I have to believe Frank Rich knows better than this:
Even leaving aside the Giuliani record in New York (where his judicial appointees were mostly Democrats), the more Democratic Senate likely to emerge after 2008 is a poor bet to confirm a Scalia or Alito even should a Republican president nominate one. No matter how you slice it, the Giuliani positions on abortion, gay rights and gun control remain indistinguishable from Hillary Clinton’s.
Look, I like to gloat as much as the next guy, but let’s not do it at the expense of reality. And Rudy Giuliani has indeed gotten more traction than many (myself included) thought he ever could, despite James Dobson et al’s significant discomfort with him. But he’s not a pro-choice candidate (he’s not a pro-gay rights or pro-gun control candidate either). He believes abortion is immoral, and he’s made it clear to anyone who’s paying attention that he’ll appoint judges who will make abortion illegal. The intermediate question of whether he has nice things to say about laws banning abortion is a detail (he’s also reversing himself on laws that make it more difficult for women to access the right to choose). While the Senate on a good day can hold back particularly crazy nominees, the only people who come their way for confirmation are the ones the president sends over. And in case you haven’t noticed, drafting strategies on how to overturn Roe isn’t enough to deny you confirmation votes from Democrats.

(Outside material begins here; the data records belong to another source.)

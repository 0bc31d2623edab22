// Copyright 2025 Vivian Voss. Licensed under the Apache License, Version 2.0.
// SPDX-License-Identifier: Apache-2.0

//! The LWW-Set CRDT: a pair of time-stamped maps, `Additions` and
//! `Removals`, with adds winning ties.
//!
//! The LWW-Set holds two independent B-trees (two independent files) in
//! the intended deployment.

use std::path::Path;

use crate::error::Result;
use crate::tsmap::TimestampedMap;

/// A last-writer-wins set: membership is determined by comparing the
/// newest addition timestamp for a key against the newest removal.
pub struct LwwSet {
    additions: TimestampedMap,
    removals: TimestampedMap,
}

impl LwwSet {
    pub fn open<P: AsRef<Path>>(additions_path: P, removals_path: P) -> Result<Self> {
        Ok(Self {
            additions: TimestampedMap::open(additions_path)?,
            removals: TimestampedMap::open(removals_path)?,
        })
    }

    /// `Additions.add(k, v)` at the current wall time.
    pub fn add(&self, key: &[u8], value: &[u8]) -> Result<()> {
        self.additions.add(key, value)
    }

    /// `Removals.add(k, v)` at the current wall time.
    pub fn remove(&self, key: &[u8], value: &[u8]) -> Result<()> {
        self.removals.add(key, value)
    }

    /// Present iff `key` was added and, if it was also removed, the
    /// newest addition is at least as new as the newest removal.
    pub fn exists(&self, key: &[u8]) -> Result<bool> {
        let added_t = match self.additions.added_at(key)? {
            Some((_, t)) => t,
            None => return Ok(false),
        };
        match self.removals.added_at(key)? {
            Some((_, removed_t)) => Ok(added_t >= removed_t),
            None => Ok(true),
        }
    }

    /// The value from `Additions` iff `exists(key)`.
    pub fn get(&self, key: &[u8]) -> Result<Option<Vec<u8>>> {
        if !self.exists(key)? {
            return Ok(None);
        }
        self.additions.get(key)
    }

    /// Visits every present `(key, value)`: every addition not masked by
    /// a newer removal.
    pub fn get_all<F>(&self, mut visitor: F) -> Result<()>
    where
        F: FnMut(&[u8], &[u8]) -> Result<()>,
    {
        self.additions.each(|key, value, added_at| {
            let removed = match self.removals.added_at(key)? {
                Some((_, removed_at)) => added_at < removed_at,
                None => false,
            };
            if !removed {
                visitor(key, value)?;
            }
            Ok(())
        })
    }

    /// Replays every record of `other` into `self` via timestamp-
    /// preserving adds. The monotone-write rule on each side guarantees
    /// idempotence and commutativity: for any two replicas A and B,
    /// `A.merge(B)` followed by `B.merge(A)` yields equal observable
    /// state on both.
    pub fn merge(&self, other: &LwwSet) -> Result<()> {
        other.additions.each(|k, v, t| self.additions.add_at(k, v, t))?;
        other.removals.each(|k, v, t| self.removals.add_at(k, v, t))?;
        Ok(())
    }
}

#[cfg(test)]
#[path = "lww_test.rs"]
mod lww_test;
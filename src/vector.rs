// Copyright 2025 Vivian Voss. Licensed under the Apache License, Version 2.0.
// SPDX-License-Identifier: Apache-2.0

//! A brute-force vector similarity scan riding the B-tree's iterator.
//!
//! Value strings may encode a `[]f64` via a `$`-separated decimal format:
//! `"v0$v1$...$vN$"`. This component exists to exercise the iterator
//! contract and is not required for a minimal port.

use crate::btree::Btree;
use crate::error::Result;

/// Encodes a vector as `"v0$v1$...$vN$"`.
pub fn encode_vector(values: &[f64]) -> Vec<u8> {
    let mut s = String::new();
    for v in values {
        s.push_str(&v.to_string());
        s.push('$');
    }
    s.into_bytes()
}

/// Decodes a `$`-separated vector, or `None` if any component fails to
/// parse as a decimal float.
pub fn decode_vector(bytes: &[u8]) -> Option<Vec<f64>> {
    let text = std::str::from_utf8(bytes).ok()?;
    text.split('$')
        .filter(|s| !s.is_empty())
        .map(|s| s.parse::<f64>().ok())
        .collect()
}

/// Cosine distance: `1 - cosine_similarity(a, b)`. Treats a zero-length
/// vector as maximally distant (`1.0`) rather than dividing by zero.
pub fn cosine_distance(a: &[f64], b: &[f64]) -> f64 {
    let dot: f64 = a.iter().zip(b).map(|(x, y)| x * y).sum();
    let norm_a: f64 = a.iter().map(|x| x * x).sum::<f64>().sqrt();
    let norm_b: f64 = b.iter().map(|x| x * x).sum::<f64>().sqrt();
    if norm_a == 0.0 || norm_b == 0.0 {
        return 1.0;
    }
    1.0 - dot / (norm_a * norm_b)
}

/// Iterates every key in `tree`, decodes its value as a vector, scores it
/// against `query` with `distance`, and returns the `limit` closest keys
/// ascending by distance. Keys whose value does not decode as a vector
/// are skipped.
pub fn search_by_vector<D>(
    tree: &Btree,
    query: &[f64],
    limit: usize,
    distance: D,
) -> Result<Vec<(Vec<u8>, f64)>>
where
    D: Fn(&[f64], &[f64]) -> f64,
{
    let mut scored = Vec::new();
    tree.iterate(|key, value, _t| {
        if let Some(vector) = decode_vector(value) {
            scored.push((key.to_vec(), distance(query, &vector)));
        }
        Ok(())
    })?;
    scored.sort_by(|a, b| a.1.partial_cmp(&b.1).unwrap_or(std::cmp::Ordering::Equal));
    scored.truncate(limit);
    Ok(scored)
}

#[cfg(test)]
#[path = "vector_test.rs"]
mod vector_test;
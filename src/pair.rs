// Copyright 2025 Vivian Voss. Licensed under the Apache License, Version 2.0.
// SPDX-License-Identifier: Apache-2.0

//! The Pair codec: a fixed 137-byte `(key, value, timestamp)` record.
//!
//! ```text
//! offset  0: key_len     u16 LE
//! offset  2: value_len   u16 LE
//! offset  4: time_len    u16 LE  (always 8)
//! offset  6: key         30 bytes (first key_len valid; remainder undefined)
//! offset 36: value       93 bytes (first value_len valid; remainder undefined)
//! offset 129: timestamp  8 bytes (epoch seconds; high 4 bytes zero)
//! ```

use crate::core::validation::{self, MAX_KEY_LEN, MAX_VALUE_LEN};
use crate::error::{Error, Result};

/// Wire size, in bytes, of an encoded Pair.
pub const PAIR_SIZE: usize = 137;

const KEY_OFFSET: usize = 6;
const VALUE_OFFSET: usize = KEY_OFFSET + MAX_KEY_LEN; // 36
const TIME_OFFSET: usize = VALUE_OFFSET + MAX_VALUE_LEN; // 129

/// The atomic record stored in a B-tree node: a key, a value, and an
/// epoch-seconds timestamp.
#[derive(Debug, Clone, PartialEq, Eq)]
pub struct Pair {
    pub key: Vec<u8>,
    pub value: Vec<u8>,
    pub timestamp: u32,
}

impl Pair {
    pub fn new(key: impl Into<Vec<u8>>, value: impl Into<Vec<u8>>, timestamp: u32) -> Self {
        Self { key: key.into(), value: value.into(), timestamp }
    }

    /// Checks the key against the 1..=30 byte bound and the value against
    /// the 1..=93 byte bound.
    pub fn validate(&self) -> Result<()> {
        validation::validate_key(&self.key)?;
        validation::validate_value(&self.value)?;
        Ok(())
    }

    /// Packs this Pair into its fixed 137-byte wire form. Bytes past the
    /// live `key`/`value` payload are written as zero for determinism.
    pub fn encode(&self) -> [u8; PAIR_SIZE] {
        let mut buf = [0u8; PAIR_SIZE];
        buf[0..2].copy_from_slice(&(self.key.len() as u16).to_le_bytes());
        buf[2..4].copy_from_slice(&(self.value.len() as u16).to_le_bytes());
        buf[4..6].copy_from_slice(&8u16.to_le_bytes());
        buf[KEY_OFFSET..KEY_OFFSET + self.key.len()].copy_from_slice(&self.key);
        buf[VALUE_OFFSET..VALUE_OFFSET + self.value.len()].copy_from_slice(&self.value);
        buf[TIME_OFFSET..TIME_OFFSET + 4].copy_from_slice(&self.timestamp.to_le_bytes());
        buf
    }

    /// Unpacks a Pair from its 137-byte wire form. Does not itself validate
    /// `key_len`/`value_len` against the 30/93 bounds; call `validate` if
    /// the bytes come from an untrusted source.
    pub fn decode(bytes: &[u8; PAIR_SIZE]) -> Result<Self> {
        let key_len = u16::from_le_bytes([bytes[0], bytes[1]]) as usize;
        let value_len = u16::from_le_bytes([bytes[2], bytes[3]]) as usize;
        if key_len > MAX_KEY_LEN {
            return Err(Error::KeyTooLong { len: key_len });
        }
        if value_len > MAX_VALUE_LEN {
            return Err(Error::ValueTooLong { len: value_len });
        }
        let key = bytes[KEY_OFFSET..KEY_OFFSET + key_len].to_vec();
        let value = bytes[VALUE_OFFSET..VALUE_OFFSET + value_len].to_vec();
        let timestamp = u32::from_le_bytes(bytes[TIME_OFFSET..TIME_OFFSET + 4].try_into().unwrap());
        Ok(Self { key, value, timestamp })
    }
}

#[cfg(test)]
#[path = "pair_test.rs"]
mod pair_test;
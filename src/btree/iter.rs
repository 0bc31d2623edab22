// Copyright 2025 Vivian Voss. Licensed under the Apache License, Version 2.0.
// SPDX-License-Identifier: Apache-2.0

//! A post-order iterator over a B-tree's Pairs.
//!
//! Traversal state lives entirely in the `Iter` value returned by
//! [`Btree::iter`](super::tree::Btree::iter), not in the tree handle, so
//! several iterators may be open over the same tree at once.

use crate::error::Result;
use crate::pair::Pair;

use super::block::BlockService;

enum Frame {
    Visit(u64),
    Emit(Vec<Pair>, usize),
}

/// Visits every child subtree, left to right, before a node's own
/// Pairs — an iterative restatement of the natural recursive walk.
pub struct Iter<'a> {
    blocks: &'a BlockService,
    stack: Vec<Frame>,
}

impl<'a> Iter<'a> {
    pub(super) fn new(blocks: &'a BlockService, root: u64) -> Self {
        Self { blocks, stack: vec![Frame::Visit(root)] }
    }
}

impl<'a> Iterator for Iter<'a> {
    type Item = Result<(Vec<u8>, Vec<u8>, u32)>;

    fn next(&mut self) -> Option<Self::Item> {
        loop {
            match self.stack.pop()? {
                Frame::Visit(id) => {
                    let node = match self.blocks.read_block(id) {
                        Ok(node) => node,
                        Err(e) => return Some(Err(e)),
                    };
                    self.stack.push(Frame::Emit(node.pairs, 0));
                    for &child in node.children.iter().rev() {
                        self.stack.push(Frame::Visit(child));
                    }
                }
                Frame::Emit(pairs, idx) => {
                    if idx >= pairs.len() {
                        continue;
                    }
                    let pair = pairs[idx].clone();
                    self.stack.push(Frame::Emit(pairs, idx + 1));
                    return Some(Ok((pair.key, pair.value, pair.timestamp)));
                }
            }
        }
    }
}

#[cfg(test)]
#[path = "iter_test.rs"]
mod iter_test;
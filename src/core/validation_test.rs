use super::*;

#[test]
fn key_within_bound_is_ok() {
    assert!(validate_key(b"key-1").is_ok());
    assert!(validate_key(&[b'k'; 30]).is_ok());
}

#[test]
fn empty_key_is_too_long() {
    assert!(matches!(validate_key(b""), Err(Error::KeyTooLong { len: 0 })));
}

#[test]
fn key_over_bound_is_too_long() {
    let key = vec![b'k'; 31];
    assert!(matches!(validate_key(&key), Err(Error::KeyTooLong { len: 31 })));
}

#[test]
fn value_within_bound_is_ok() {
    assert!(validate_value(b"v").is_ok());
    assert!(validate_value(&[b'v'; 93]).is_ok());
}

#[test]
fn value_over_bound_is_too_long() {
    let value = vec![b'v'; 94];
    assert!(matches!(validate_value(&value), Err(Error::ValueTooLong { len: 94 })));
}
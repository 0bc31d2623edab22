// Copyright 2025 Vivian Voss. Licensed under the Apache License, Version 2.0.
// SPDX-License-Identifier: Apache-2.0

//! Disk node & B-tree algorithms: insert, search, and split, all routed
//! through a [`BlockService`].
//!
//! Within a node, Pairs are kept in ascending key order. A node overflows
//! once it holds one more than [`super::MAX_LEAF_SIZE`] Pairs after an
//! insert; the split promotes a middle Pair to the parent (or grows a
//! fresh root if the node that split was block 0).

use std::path::Path;

use crate::error::Result;
use crate::pair::Pair;

use super::block::BlockService;
use super::iter::Iter;
use super::node::Node;

/// Outcome of a recursive insert: either the subtree absorbed the new
/// Pair without growing, or it split and hands a promoted middle Pair
/// plus two new child ids back to its caller.
enum Insert {
    Done,
    Split { middle: Pair, left: u64, right: u64 },
}

/// A disk-resident B-tree of fixed 4096-byte blocks.
///
/// `Btree` owns the block service; the block service exclusively owns
/// the backing file handle. There is no in-memory node cache: every
/// operation reconstitutes the nodes it touches from disk.
pub struct Btree {
    blocks: BlockService,
}

impl Btree {
    /// Opens (creating if necessary) the B-tree backed by `path`. Leaves
    /// an empty root block (id 0) in place if the file was just created.
    pub fn open<P: AsRef<Path>>(path: P) -> Result<Self> {
        let blocks = BlockService::open(path)?;
        blocks.root_block()?;
        Ok(Self { blocks })
    }

    /// Validates `pair`, then inserts it. Duplicate keys are not
    /// detected at this layer: re-inserting an existing key appends a
    /// second Pair rather than replacing the first.
    pub fn insert(&self, pair: Pair) -> Result<()> {
        pair.validate()?;
        match insert_into(&self.blocks, 0, pair)? {
            Insert::Done => Ok(()),
            Insert::Split { .. } => unreachable!("root split is absorbed by insert_into"),
        }
    }

    /// Linearly scans from the root down, returning the first matching
    /// Pair's value and timestamp. Does not resolve duplicate keys to
    /// the latest timestamp; callers needing that guarantee should use
    /// the time-stamped map layer.
    pub fn get(&self, key: &[u8]) -> Result<Option<(Vec<u8>, u32)>> {
        search(&self.blocks, 0, key)
    }

    /// Visits every Pair in the tree in post-order (all of a node's
    /// children, left to right, then the node's own Pairs).
    pub fn iterate<F>(&self, mut visitor: F) -> Result<()>
    where
        F: FnMut(&[u8], &[u8], u32) -> Result<()>,
    {
        for item in self.iter() {
            let (k, v, t) = item?;
            visitor(&k, &v, t)?;
        }
        Ok(())
    }

    /// Returns a fresh, independent iterator positioned at the root.
    /// Traversal state lives entirely in the returned `Iter`, so
    /// multiple iterators may be live concurrently.
    pub fn iter(&self) -> Iter<'_> {
        Iter::new(&self.blocks, 0)
    }

    /// Returns the root block's Pair count. This is not the total number
    /// of Pairs in the tree; see the design notes on this quirk.
    pub fn size(&self) -> Result<usize> {
        Ok(self.blocks.read_block(0)?.pairs.len())
    }
}

fn insert_into(blocks: &BlockService, node_id: u64, pair: Pair) -> Result<Insert> {
    let mut node = blocks.read_block(node_id)?;

    if node.is_leaf() {
        let idx = node.pairs.partition_point(|p| p.key < pair.key);
        node.pairs.insert(idx, pair);
        if !node.overflows() {
            blocks.update(&node)?;
            return Ok(Insert::Done);
        }
        return split_and_promote(blocks, node, node_id);
    }

    let child_idx = node.pairs.iter().position(|p| p.key > pair.key).unwrap_or(node.pairs.len());
    let child_id = node.children[child_idx];
    match insert_into(blocks, child_id, pair)? {
        Insert::Done => {
            blocks.update(&node)?;
            Ok(Insert::Done)
        }
        Insert::Split { middle, left, right } => {
            let idx = node.pairs.partition_point(|p| p.key < middle.key);
            node.pairs.insert(idx, middle);
            node.children[idx] = left;
            node.children.insert(idx + 1, right);
            if !node.overflows() {
                blocks.update(&node)?;
                return Ok(Insert::Done);
            }
            split_and_promote(blocks, node, node_id)
        }
    }
}

/// Splits an overflowed node into two siblings plus a promoted middle
/// Pair, then either grows a new root (if `node_id` was block 0) or
/// returns the split to the caller.
fn split_and_promote(blocks: &BlockService, mut node: Node, node_id: u64) -> Result<Insert> {
    let is_leaf = node.is_leaf();
    let mid = node.pairs.len() / 2;
    let mut right_pairs = node.pairs.split_off(mid);
    let middle = right_pairs.remove(0);
    let left_pairs = node.pairs;

    let (left_children, right_children) = if is_leaf {
        (Vec::new(), Vec::new())
    } else {
        let right_children = node.children.split_off(mid + 1);
        (node.children, right_children)
    };

    let mut left = Node { id: 0, pairs: left_pairs, children: left_children };
    let mut right = Node { id: 0, pairs: right_pairs, children: right_children };
    let left_id = blocks.save_new(&mut left)?;
    let right_id = blocks.save_new(&mut right)?;

    if node_id == 0 {
        let mut new_root = Node { id: 0, pairs: vec![middle], children: vec![left_id, right_id] };
        blocks.update_root(&mut new_root)?;
        Ok(Insert::Done)
    } else {
        Ok(Insert::Split { middle, left: left_id, right: right_id })
    }
}

fn search(blocks: &BlockService, node_id: u64, key: &[u8]) -> Result<Option<(Vec<u8>, u32)>> {
    let node = blocks.read_block(node_id)?;
    if let Some(p) = node.pairs.iter().find(|p| p.key == key) {
        return Ok(Some((p.value.clone(), p.timestamp)));
    }
    if node.is_leaf() {
        return Ok(None);
    }
    let child_idx = node.pairs.iter().position(|p| p.key.as_slice() > key).unwrap_or(node.pairs.len());
    search(blocks, node.children[child_idx], key)
}

#[cfg(test)]
#[path = "tree_test.rs"]
mod tree_test;
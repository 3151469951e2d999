// Copyright 2025 Schelling Point Labs Inc
// SPDX-License-Identifier: AGPL-3.0-only

use std::path::PathBuf;
use wl_trace_cli::exit::{EXIT_FAILURE, EXIT_TARGET_NOT_FOUND, EXIT_UPSTREAM_UNREACHABLE};
use wl_trace_cli::{exit_code, Cli, Commands, Parser, TraceFailure};
use wl_trace_logging::{CliLogLevel, LogFormat};
use wl_trace_relay::RelayError;

#[test]
fn test_cli_parsing_run_with_program_arguments() {
    let cli = Cli::try_parse_from([
        "wl-trace",
        "--filter",
        "wl_surface",
        "run",
        "--capture",
        "/tmp/session.wlcap",
        "weston-terminal",
        "--maximized",
        "-x",
    ])
    .unwrap();

    assert_eq!(cli.trace.filter.as_deref(), Some("wl_surface"));
    let Commands::Run(args) = cli.command else {
        panic!("expected run");
    };
    assert_eq!(args.capture, Some(PathBuf::from("/tmp/session.wlcap")));
    assert_eq!(args.command, vec!["weston-terminal", "--maximized", "-x"]);
}

#[test]
fn test_cli_parsing_run_requires_program() {
    assert!(Cli::try_parse_from(["wl-trace", "run"]).is_err());
}

#[test]
fn test_cli_parsing_replay_with_global_options() {
    let cli = Cli::try_parse_from([
        "wl-trace",
        "replay",
        "-",
        "--ignore",
        "wl_callback",
        "--schema",
        "a.json",
        "--schema",
        "b.json",
        "--log-level",
        "debug",
        "--log-format",
        "json",
        "--config",
        "wl-trace.toml",
    ])
    .unwrap();

    let Commands::Replay(args) = cli.command else {
        panic!("expected replay");
    };
    assert_eq!(args.capture, PathBuf::from("-"));
    assert_eq!(cli.trace.ignore.as_deref(), Some("wl_callback"));
    assert_eq!(
        cli.trace.schema,
        vec![PathBuf::from("a.json"), PathBuf::from("b.json")]
    );
    assert_eq!(cli.logging.log_level, Some(CliLogLevel::Debug));
    assert_eq!(cli.logging.log_format, Some(LogFormat::Json));
    assert_eq!(cli.config, Some(PathBuf::from("wl-trace.toml")));
}

#[test]
fn test_exit_code_target_not_found() {
    let source = which::which("wl-trace-definitely-missing").unwrap_err();
    let err = anyhow::Error::from(TraceFailure::TargetNotFound {
        program: "wl-trace-definitely-missing".into(),
        source,
    });
    assert_eq!(exit_code(&err), EXIT_TARGET_NOT_FOUND);
}

#[test]
fn test_exit_code_upstream_unreachable() {
    let err = anyhow::Error::from(TraceFailure::UpstreamUnreachable {
        path: PathBuf::from("/run/user/1000/wayland-0"),
    });
    assert_eq!(exit_code(&err), EXIT_UPSTREAM_UNREACHABLE);

    let relay = RelayError::UpstreamUnavailable {
        path: PathBuf::from("/run/user/1000/wayland-0"),
        source: std::io::Error::from(std::io::ErrorKind::NotFound),
    };
    let err = anyhow::Error::from(relay).context("running proxy");
    assert_eq!(exit_code(&err), EXIT_UPSTREAM_UNREACHABLE);
}

#[test]
fn test_exit_code_generic_failure() {
    let err = anyhow::anyhow!("XDG_RUNTIME_DIR not set");
    assert_eq!(exit_code(&err), EXIT_FAILURE);
}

Robert Bork’s failed domination set a crucial precedent that a nominee whose jurisprudence endangers fundamental freedoms can and should be rejected by the Senate regardless of his personal competence. Unfortunately, Senate Democrats set a new one on Monday by stopping short of a filibuster on Sam Alito, a man who literally wrote the brief on how to kill Roe v. Wade, who has shown unwavering support for the power of the federal government to have its way with marginalized individuals, and who rejects that government’s responsibility and power to act in the service of the disenfranchised. Monday set a dangerous new precedent that when push comes to shove, the Senate will advise and consent only on whether the nominee is a sex offender or an incompetent. It’s a precedent Republicans can be depended on to take advantage of, to the real detriment of everyone who looks to an independent judiciary to safeguard their rights.
The Democrats’ ostensibly rebellious clapping after Bush said that Congress hadn’t enacted his plan to erode Social Security only emphasized the dark irony of the day: politicians who express their opposition through unauthorized clapping but not through the parliamentary avenues available to stop the confirmation of men who will leave us less free.
Want to put some real progressives into Congress? Here’s a good place to start.
If you didn’t know better, you might be concerned to learn that Samuel Alito touts his membership in a group which, based on its literature, seems to see the entrance of women and minority students into the academy as a threat to the university – at least if the university is Princeton:
“Currently alumni children comprise 14 percent of each entering class, compared with an 11 percent quota for blacks and Hispanics,” [Concerned Alumni of Princeton] wrote in a 1985 fund-raising letter sent to all Princeton graduates…”Is the issue the percentage of alumni children admitted or the percentage of minorities?” Jonathan Morgan, a conservative undergraduate working with the group, asked its board members that fall in an internal memorandum. “I don’t see the relevance in comparing the two, except in a racist context (i.e. why do we let in so many minorities and not alumni children?),” he continued.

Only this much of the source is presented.